REQUIRED WORK => Across the material below, how many lines contain the word "than"? Give only the number.

• • • • •

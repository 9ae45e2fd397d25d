use std::io::Cursor;

use image::codecs::gif::GifDecoder;
use image::{AnimationDecoder, RgbaImage};

use crate::foundation::error::{SpriteError, SpriteResult};
use crate::foundation::raster::is_gif;

/// GIF frames with a zero delay are shown for this long.
pub const GIF_ZERO_DELAY_MS: u32 = 100;

/// Properties of a decodable video stream.
#[derive(Clone, Debug, PartialEq, serde::Serialize)]
pub struct VideoInfo {
    /// Pixel width.
    pub width: u32,
    /// Pixel height.
    pub height: u32,
    /// Average frames per second.
    pub fps: f64,
    /// Stream duration in seconds.
    pub duration_secs: f64,
    /// Decoder that opened the stream (`"gif"` or `"ffmpeg"`).
    pub decoder: &'static str,
}

/// Random-access frame decoding for one video.
pub trait VideoSource: Send {
    /// Stream properties.
    fn info(&self) -> &VideoInfo;

    /// Frame shown at `t` seconds; `t` past the end yields the last frame.
    ///
    /// `Ok(None)` means the decoder produced nothing for that instant.
    fn frame_at(&mut self, t: f64) -> SpriteResult<Option<RgbaImage>>;
}

/// Animated GIF decoded fully into memory.
#[derive(Clone, Debug)]
pub struct GifSource {
    info: VideoInfo,
    starts: Vec<f64>,
    frames: Vec<RgbaImage>,
}

impl GifSource {
    /// Decode every frame of `bytes`.
    pub fn from_bytes(bytes: &[u8]) -> SpriteResult<Self> {
        let (frames, delays_ms) = decode_gif(bytes)?;

        let mut starts = Vec::with_capacity(frames.len());
        let mut elapsed_ms = 0u64;
        for delay in &delays_ms {
            starts.push(elapsed_ms as f64 / 1000.0);
            elapsed_ms += u64::from(*delay);
        }
        let duration_secs = elapsed_ms as f64 / 1000.0;
        let (width, height) = frames[0].dimensions();
        let fps = frames.len() as f64 / duration_secs;

        Ok(Self {
            info: VideoInfo {
                width,
                height,
                fps,
                duration_secs,
                decoder: "gif",
            },
            starts,
            frames,
        })
    }

    /// Number of decoded frames.
    pub fn len(&self) -> usize {
        self.frames.len()
    }

    /// Always `false`; construction rejects frameless GIFs.
    pub fn is_empty(&self) -> bool {
        self.frames.is_empty()
    }
}

impl VideoSource for GifSource {
    fn info(&self) -> &VideoInfo {
        &self.info
    }

    fn frame_at(&mut self, t: f64) -> SpriteResult<Option<RgbaImage>> {
        let t = if t.is_finite() { t.max(0.0) } else { 0.0 };
        let idx = self.starts.partition_point(|s| *s <= t).saturating_sub(1);
        Ok(self.frames.get(idx).cloned())
    }
}

/// Open `bytes` with the first decoder that recognizes them.
pub fn open_video(bytes: &[u8]) -> SpriteResult<Box<dyn VideoSource>> {
    if bytes.is_empty() {
        return Err(SpriteError::empty_source("video data is empty"));
    }
    if is_gif(bytes) {
        return Ok(Box::new(GifSource::from_bytes(bytes)?));
    }
    open_with_ffmpeg(bytes)
}

#[cfg(feature = "media-ffmpeg")]
fn open_with_ffmpeg(bytes: &[u8]) -> SpriteResult<Box<dyn VideoSource>> {
    Ok(Box::new(crate::media::ffmpeg::FfmpegSource::from_bytes(
        bytes,
    )?))
}

#[cfg(not(feature = "media-ffmpeg"))]
fn open_with_ffmpeg(_bytes: &[u8]) -> SpriteResult<Box<dyn VideoSource>> {
    Err(SpriteError::unsupported_format(
        "only animated GIF input is supported without the 'media-ffmpeg' feature",
    ))
}

/// Extract GIF frames as RGBA images.
///
/// With `max_frames`, keeps the first N frames, or N frames spread evenly across the
/// animation when `evenly` is set.
pub fn extract_gif_frames(
    bytes: &[u8],
    max_frames: Option<u32>,
    evenly: bool,
) -> SpriteResult<Vec<RgbaImage>> {
    if max_frames == Some(0) {
        return Err(SpriteError::validation("max_frames must be > 0 when set"));
    }
    let (mut frames, _) = decode_gif(bytes)?;
    let Some(max) = max_frames.map(|m| m as usize) else {
        return Ok(frames);
    };
    if frames.len() <= max {
        return Ok(frames);
    }
    if !evenly {
        frames.truncate(max);
        return Ok(frames);
    }
    let picked = spread_indices(frames.len(), max)
        .map(|i| frames[i].clone())
        .collect();
    Ok(picked)
}

/// `count` indices into `0..total`, evenly spaced and keeping both ends.
///
/// Index `k` is `round(k * (total - 1) / (count - 1))`; a single pick is the first item.
/// Expects `1 <= count <= total`.
pub(crate) fn spread_indices(total: usize, count: usize) -> impl Iterator<Item = usize> {
    let span = total.saturating_sub(1);
    let steps = count.saturating_sub(1);
    (0..count).map(move |k| {
        if steps == 0 {
            0
        } else {
            (2 * k * span + steps) / (2 * steps)
        }
    })
}

fn decode_gif(bytes: &[u8]) -> SpriteResult<(Vec<RgbaImage>, Vec<u32>)> {
    let decoder = GifDecoder::new(Cursor::new(bytes))
        .map_err(|e| SpriteError::unsupported_format(format!("open gif: {e}")))?;
    let decoded = decoder
        .into_frames()
        .collect_frames()
        .map_err(|e| SpriteError::decode(format!("decode gif frames: {e}")))?;
    if decoded.is_empty() {
        return Err(SpriteError::empty_source("gif has no frames"));
    }

    let mut frames = Vec::with_capacity(decoded.len());
    let mut delays = Vec::with_capacity(decoded.len());
    for frame in decoded {
        let (num, den) = frame.delay().numer_denom_ms();
        let ms = if den == 0 { 0 } else { num / den };
        delays.push(if ms == 0 { GIF_ZERO_DELAY_MS } else { ms });
        frames.push(frame.into_buffer());
    }
    Ok((frames, delays))
}

#[cfg(test)]
#[path = "../../tests/unit/media/source.rs"]
mod tests;
use super::*;
use crate::foundation::core::Grid;
use crate::segment::model::ModelId;
use image::Rgba;

fn layout() -> SheetLayout {
    SheetLayout::new(Grid::new(3, 2).unwrap(), 4, 4).unwrap()
}

fn frame(i: u32) -> Frame {
    Frame::original(
        i,
        layout().grid,
        RgbaImage::from_pixel(4, 4, Rgba([10 * i as u8, 1, 2, 255])),
    )
}

#[test]
fn places_frames_by_index() {
    let frames: Vec<Frame> = (0..6).map(frame).collect();
    let sheet = assemble(&frames, &layout()).unwrap();
    assert_eq!(sheet.dimensions(), (12, 8));
    assert_eq!(sheet.get_pixel(0, 0).0, [0, 1, 2, 255]);
    assert_eq!(sheet.get_pixel(5, 1).0, [10, 1, 2, 255]);
    assert_eq!(sheet.get_pixel(11, 7).0, [50, 1, 2, 255]);
}

#[test]
fn missing_tiles_stay_transparent() {
    let frames = vec![frame(0), frame(4)];
    let sheet = assemble(&frames, &layout()).unwrap();
    assert_eq!(sheet.get_pixel(4, 0).0, [0, 0, 0, 0]);
    assert_eq!(sheet.get_pixel(8, 7).0, [0, 0, 0, 0]);
    assert_eq!(sheet.get_pixel(5, 5).0, [40, 1, 2, 255]);
}

#[test]
fn mismatched_frame_size_is_rejected() {
    let mut bad = frame(1);
    bad.image = RgbaImage::new(5, 4);
    let err = assemble(&[frame(0), bad], &layout()).unwrap_err();
    assert!(matches!(err, SpriteError::DimensionMismatch(_)));
    assert!(err.to_string().contains("frame 1"));
}

#[test]
fn out_of_grid_index_is_rejected() {
    let mut stray = frame(0);
    stray.index = 6;
    assert!(matches!(
        assemble(&[stray], &layout()).unwrap_err(),
        SpriteError::InvalidGrid(_)
    ));
}

#[test]
fn sheet_metadata_describes_layout() {
    let frames: Vec<Frame> = (0..5)
        .map(|i| {
            let f = frame(i);
            f.processed(ModelId::U2net, f.image.clone())
        })
        .collect();
    let sheet = assemble_sheet(&frames, &layout(), "walk.png", 1234).unwrap();
    let spec = sheet.spec();
    assert_eq!(spec.grid, layout().grid);
    assert_eq!(spec.frame_count, 5);
    assert_eq!(spec.source_filename, "walk.png");
    assert_eq!(spec.source_size_bytes, 1234);
    assert!(sheet.to_png().unwrap().starts_with(b"\x89PNG"));
}

#[test]
fn fit_frames_resizes_only_mismatched() {
    let mut frames = vec![frame(0), frame(1)];
    frames[1].image = RgbaImage::from_pixel(8, 2, Rgba([1, 1, 1, 255]));
    fit_frames(&mut frames, 4, 4).unwrap();
    assert!(frames.iter().all(|f| f.dimensions() == (4, 4)));
    assert_eq!(frames[0].image.get_pixel(0, 0).0, [0, 1, 2, 255]);
    assert!(fit_frames(&mut frames, 0, 4).is_err());
}
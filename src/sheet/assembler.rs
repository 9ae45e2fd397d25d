use image::RgbaImage;
use image::imageops::FilterType;

use crate::foundation::core::{Frame, SheetLayout, Spritesheet, SpritesheetSpec};
use crate::foundation::error::{SpriteError, SpriteResult};
use crate::foundation::raster::encode_png;

/// Composite frames onto a transparent sheet sized for `layout`.
///
/// Each frame lands at the tile of its own `index`; tiles without a frame stay
/// fully transparent.
pub fn assemble(frames: &[Frame], layout: &SheetLayout) -> SpriteResult<RgbaImage> {
    let capacity = layout.grid.capacity();
    let mut sheet = RgbaImage::new(layout.sheet_width(), layout.sheet_height());

    for frame in frames {
        let (fw, fh) = frame.dimensions();
        if (fw, fh) != (layout.frame_width, layout.frame_height) {
            return Err(SpriteError::dimension_mismatch(format!(
                "frame {} is {fw}x{fh}, expected {}x{}",
                frame.index, layout.frame_width, layout.frame_height
            )));
        }
        if frame.index >= capacity {
            return Err(SpriteError::invalid_grid(format!(
                "frame index {} is outside grid {} ({capacity} tiles)",
                frame.index, layout.grid
            )));
        }
        let (x, y) = layout.tile_origin(frame.index);
        image::imageops::replace(&mut sheet, &frame.image, i64::from(x), i64::from(y));
    }
    Ok(sheet)
}

/// [`assemble`] and encode the result as PNG.
pub fn assemble_png(frames: &[Frame], layout: &SheetLayout) -> SpriteResult<Vec<u8>> {
    encode_png(&assemble(frames, layout)?)
}

/// [`assemble`] and attach sheet metadata.
pub fn assemble_sheet(
    frames: &[Frame],
    layout: &SheetLayout,
    source_filename: &str,
    source_size_bytes: u64,
) -> SpriteResult<Spritesheet> {
    let image = assemble(frames, layout)?;
    let spec = SpritesheetSpec {
        grid: layout.grid,
        frame_width: layout.frame_width,
        frame_height: layout.frame_height,
        frame_count: frames.len() as u32,
        source_filename: source_filename.to_owned(),
        source_size_bytes,
    };
    Ok(Spritesheet::new(image, spec))
}

/// Resize every frame that is not already `width x height` (Lanczos3).
pub fn fit_frames(frames: &mut [Frame], width: u32, height: u32) -> SpriteResult<()> {
    if width == 0 || height == 0 {
        return Err(SpriteError::validation(format!(
            "target frame size must be > 0, got {width}x{height}"
        )));
    }
    for frame in frames.iter_mut().filter(|f| f.dimensions() != (width, height)) {
        frame.image = image::imageops::resize(&frame.image, width, height, FilterType::Lanczos3);
    }
    Ok(())
}

#[cfg(test)]
#[path = "../../tests/unit/sheet/assembler.rs"]
mod tests;
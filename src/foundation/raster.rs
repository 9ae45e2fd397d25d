use image::{ImageEncoder, RgbaImage};

use crate::foundation::error::{SpriteError, SpriteResult};

/// Decode raster bytes (PNG, JPEG, GIF first frame, WebP, ...) into straight-alpha RGBA8.
///
/// Sources without an alpha channel come out fully opaque.
pub fn decode_rgba(bytes: &[u8]) -> SpriteResult<RgbaImage> {
    if bytes.is_empty() {
        return Err(SpriteError::decode("image data is empty"));
    }
    let dyn_img = image::load_from_memory(bytes)
        .map_err(|e| SpriteError::decode(format!("decode image from memory: {e}")))?;
    Ok(dyn_img.to_rgba8())
}

/// Read only the pixel dimensions of encoded raster bytes.
pub fn image_dimensions(bytes: &[u8]) -> SpriteResult<(u32, u32)> {
    let reader = image::ImageReader::new(std::io::Cursor::new(bytes))
        .with_guessed_format()
        .map_err(|e| SpriteError::decode(format!("sniff image format: {e}")))?;
    reader
        .into_dimensions()
        .map_err(|e| SpriteError::decode(format!("read image dimensions: {e}")))
}

/// Encode RGBA8 pixels as a lossless PNG.
pub fn encode_png(img: &RgbaImage) -> SpriteResult<Vec<u8>> {
    let mut buf = Vec::new();
    image::codecs::png::PngEncoder::new(&mut buf)
        .write_image(
            img.as_raw(),
            img.width(),
            img.height(),
            image::ExtendedColorType::Rgba8,
        )
        .map_err(|e| SpriteError::Other(anyhow::Error::new(e).context("encode png")))?;
    Ok(buf)
}

/// `true` when the bytes start with a GIF87a/GIF89a signature.
pub fn is_gif(bytes: &[u8]) -> bool {
    bytes.starts_with(b"GIF87a") || bytes.starts_with(b"GIF89a")
}

#[cfg(test)]
#[path = "../../tests/unit/foundation/raster.rs"]
mod tests;
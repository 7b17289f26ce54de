//! FullFmriSet: the set of PFMRIs considered currently indexed (spec.md §3).

use super::{read_checked, write_checked};
use crate::error::Result;
use serde::{Deserialize, Serialize};
use std::collections::BTreeSet;
use std::path::Path;

/// Ground truth for "is this package indexed". Stores the anarchic
/// (publisher-elided) `name@version` form, the same key space as
/// `FastAddSet`/`FastRemoveSet` (spec.md §3: "FullFmriSet equals the set
/// of PFMRIs whose id appears in MainDictionary ∪ FastAddSet, minus
/// FastRemoveSet" — only checkable if all three share one key space).
/// `original_source/indexer.py`'s `_fast_update`/`_process_fmris` always
/// call `get_fmri(anarchy=True)` before touching `full_fmri`.
#[derive(Debug, Clone, Default, PartialEq, Eq, Serialize, Deserialize)]
pub struct FullFmriSet {
    members: BTreeSet<String>,
}

impl FullFmriSet {
    pub fn new() -> Self {
        Self::default()
    }

    pub fn contains(&self, anarchic: &str) -> bool {
        self.members.contains(anarchic)
    }

    pub fn insert(&mut self, anarchic: String) -> bool {
        self.members.insert(anarchic)
    }

    pub fn remove(&mut self, anarchic: &str) -> bool {
        self.members.remove(anarchic)
    }

    pub fn len(&self) -> usize {
        self.members.len()
    }

    pub fn is_empty(&self) -> bool {
        self.members.is_empty()
    }

    pub fn iter(&self) -> impl Iterator<Item = &str> {
        self.members.iter().map(String::as_str)
    }

    /// Load from `path`, tolerating total absence as "nothing indexed yet".
    pub fn open(path: &Path) -> Result<(u64, Self)> {
        Ok(read_checked(path)?.unwrap_or((0, Self::default())))
    }

    pub fn write(&self, path: &Path, version: u64) -> Result<()> {
        write_checked(path, version, self)
    }
}

#[cfg(test)]
mod tests {
    use super::*;
    use tempfile::TempDir;

    #[test]
    fn insert_and_contains() {
        let mut set = FullFmriSet::new();
        assert!(set.insert("a@1.0".into()));
        assert!(!set.insert("a@1.0".into()));
        assert!(set.contains("a@1.0"));
        assert_eq!(set.len(), 1);
    }

    #[test]
    fn round_trips_through_disk() {
        let dir = TempDir::new().unwrap();
        let path = dir.path().join("full_fmri");
        let mut set = FullFmriSet::new();
        set.insert("a@1.0".into());
        set.insert("b@2.0".into());
        set.write(&path, 4).unwrap();

        let (version, loaded) = FullFmriSet::open(&path).unwrap();
        assert_eq!(version, 4);
        assert_eq!(loaded, set);
    }

    #[test]
    fn absent_file_is_empty_at_version_zero() {
        let dir = TempDir::new().unwrap();
        let path = dir.path().join("absent");
        let (version, loaded) = FullFmriSet::open(&path).unwrap();
        assert_eq!(version, 0);
        assert!(loaded.is_empty());
    }
}
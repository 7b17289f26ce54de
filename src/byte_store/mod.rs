//! ByteStore: the version header every persisted index file shares.
//!
//! Every file this crate writes under `index_dir` begins with a plain-text
//! header `VERSION: <n>\n` followed by the file's body. A single version
//! number is shared by every file in one index snapshot (spec.md §3), and
//! [`consistent_open`] is the only thing allowed to treat a mismatch as
//! anything other than a hard error.
//!
//! This mirrors the role `Manifest`/`MANIFEST-CURRENT` play in the teacher's
//! LSM engine, but the commit point here is the directory-level `_migrate`
//! step (`crate::updater`) rather than a single atomic rename, because a
//! snapshot here is several independently-named files, not one.

pub mod consistent;

pub use consistent::consistent_open;

use crate::error::{IndexError, Result};
use std::fs::File;
use std::io::{BufRead, BufReader, Write};
use std::path::Path;

const HEADER_PREFIX: &str = "VERSION: ";

/// The exact bytes of the header for `version`, including its trailing
/// newline — callers that track byte offsets into the body (e.g.
/// [`crate::main_dict::dictionary`]) need this length up front.
pub fn header_bytes(version: u64) -> Vec<u8> {
    format!("{HEADER_PREFIX}{version}\n").into_bytes()
}

/// Write `VERSION: <n>\n` as the first thing in a freshly created file.
pub fn write_header<W: Write>(w: &mut W, version: u64) -> std::io::Result<()> {
    w.write_all(&header_bytes(version))
}

/// Read and parse the header line from an already-open reader, leaving the
/// reader positioned at the start of the body.
pub fn read_header<R: BufRead>(r: &mut R) -> Result<u64> {
    let mut line = String::new();
    let n = r.read_line(&mut line)?;
    if n == 0 {
        return Err(IndexError::CorruptIndex("empty file, missing version header".into()));
    }
    parse_header(&line)
}

fn parse_header(line: &str) -> Result<u64> {
    let rest = line
        .strip_prefix(HEADER_PREFIX)
        .ok_or_else(|| IndexError::CorruptIndex(format!("malformed version header: {line:?}")))?;
    rest.trim_end()
        .parse::<u64>()
        .map_err(|e| IndexError::CorruptIndex(format!("malformed version number: {e}")))
}

/// Open `path` and read just its version header, leaving the returned
/// reader positioned at the start of the body.
///
/// Returns `Ok(None)` if the file does not exist (the caller decides
/// whether that means "fresh index" or "torn write in progress" — see
/// [`consistent_open`]). A `PermissionDenied` is reported distinctly so
/// callers can surface `ProblematicPermissions` rather than retrying.
pub fn try_open_versioned(path: &Path) -> Result<Option<(u64, BufReader<File>)>> {
    let file = match File::open(path) {
        Ok(f) => f,
        Err(e) if e.kind() == std::io::ErrorKind::NotFound => return Ok(None),
        Err(e) if e.kind() == std::io::ErrorKind::PermissionDenied => {
            return Err(IndexError::ProblematicPermissions(path.to_path_buf()));
        }
        Err(e) => return Err(e.into()),
    };
    let mut reader = BufReader::new(file);
    let version = read_header(&mut reader)?;
    Ok(Some((version, reader)))
}

/// Create `path` truncated, write the version header, and return the open
/// handle positioned right after it so the caller can append the body.
pub fn create_versioned(path: &Path, version: u64) -> Result<File> {
    let mut file = File::create(path)?;
    write_header(&mut file, version)?;
    Ok(file)
}

#[cfg(test)]
mod tests {
    use super::*;
    use tempfile::TempDir;

    #[test]
    fn round_trips_header() {
        let dir = TempDir::new().unwrap();
        let path = dir.path().join("f");
        let mut file = create_versioned(&path, 7).unwrap();
        file.flush().unwrap();
        drop(file);

        let (version, _reader) = try_open_versioned(&path).unwrap().unwrap();
        assert_eq!(version, 7);
    }

    #[test]
    fn missing_file_is_none() {
        let dir = TempDir::new().unwrap();
        let path = dir.path().join("absent");
        assert!(try_open_versioned(&path).unwrap().is_none());
    }

    #[test]
    fn malformed_header_is_corrupt() {
        let dir = TempDir::new().unwrap();
        let path = dir.path().join("f");
        std::fs::write(&path, b"not a header\n").unwrap();
        let err = try_open_versioned(&path).unwrap_err();
        assert!(matches!(err, IndexError::CorruptIndex(_)));
    }
}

• • • • •

COMPLETED TASK => 3